Search term "direction": copy each line of the records that contains it.

** Opening Records provided block **

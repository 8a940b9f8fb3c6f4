//! Light-field probe GI: a grid of probes over the scene bounds, each captured as a cube,
//! remapped to octahedral atlas slices (radiance, normal, distance), filtered into irradiance and
//! distance moments, then looked up per pixel by the probe ray tracer.

pub mod capture;
pub mod debug;
pub mod downscale;
pub mod filtering;
pub mod grid;
pub mod indirect;
pub mod octahedral;
pub mod ray_tracing;
pub mod volume;

use glam::UVec3;

pub use debug::ProbeDebugPass;
pub use filtering::FilterSettings;
pub use grid::{Aabb, LightFieldProbe, ProbeGrid};
pub use indirect::{IndirectKind, IndirectLighting};
pub use ray_tracing::ProbeRayTracing;
pub use volume::{LightFieldProbeVolume, ProbeAtlases, ProbeScene};

/// Probe volume tunables. Resolutions are per probe slice.
#[derive(Clone, Debug)]
pub struct LightFieldConfig {
    /// Probes per axis; each axis is clamped to 1..=1024 and rounded up to a power of two.
    pub probe_counts: UVec3,
    /// Refresh budget per `update` call.
    pub probes_per_frame: usize,
    /// Cube face capture size.
    pub cube_resolution: u32,
    /// Radiance / normal / distance atlas size.
    pub octahedral_resolution: u32,
    /// Low-res distance atlas used by the glossy march's coarse phase.
    pub low_res_octahedral_resolution: u32,
    /// Irradiance / moments atlas size.
    pub filtered_resolution: u32,
    /// Radius of the debug impostor spheres.
    pub probe_size: f32,
    pub filter: FilterSettings,
}

impl Default for LightFieldConfig {
    fn default() -> Self {
        Self {
            probe_counts: UVec3::new(2, 1, 1),
            probes_per_frame: 1,
            cube_resolution: 1024,
            octahedral_resolution: 1024,
            low_res_octahedral_resolution: 1024 / 32,
            filtered_resolution: 128,
            probe_size: 1.0,
            filter: FilterSettings::default(),
        }
    }
}

/// What the probe debug pass paints on each visible probe.
#[derive(Clone, Copy, Debug, Default, PartialEq, Eq)]
pub enum ProbeDebugMode {
    /// Radiance atlas in the sphere normal's direction.
    #[default]
    Radiance,
    /// Filtered irradiance in the sphere normal's direction.
    Irradiance,
    /// Flat per-probe colour derived from the probe index.
    ProbeColor,
}

impl ProbeDebugMode {
    pub(crate) fn code(self) -> u32 {
        match self {
            ProbeDebugMode::Radiance => 0,
            ProbeDebugMode::Irradiance => 1,
            ProbeDebugMode::ProbeColor => 2,
        }
    }
}

#[cfg(test)]
mod tests {
    use super::*;

    #[test]
    fn default_config_matches_documented_values() {
        let c = LightFieldConfig::default();
        assert_eq!(c.probe_counts, UVec3::new(2, 1, 1));
        assert_eq!(c.probes_per_frame, 1);
        assert_eq!(c.low_res_octahedral_resolution, 32);
        assert_eq!(c.filtered_resolution, 128);
        assert_eq!(c.filter.sample_count, 512);
    }
}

** Closing Records provided block **

> [Expected answer]:
    /// Radiance atlas in the sphere normal's direction.
    /// Filtered irradiance in the sphere normal's direction.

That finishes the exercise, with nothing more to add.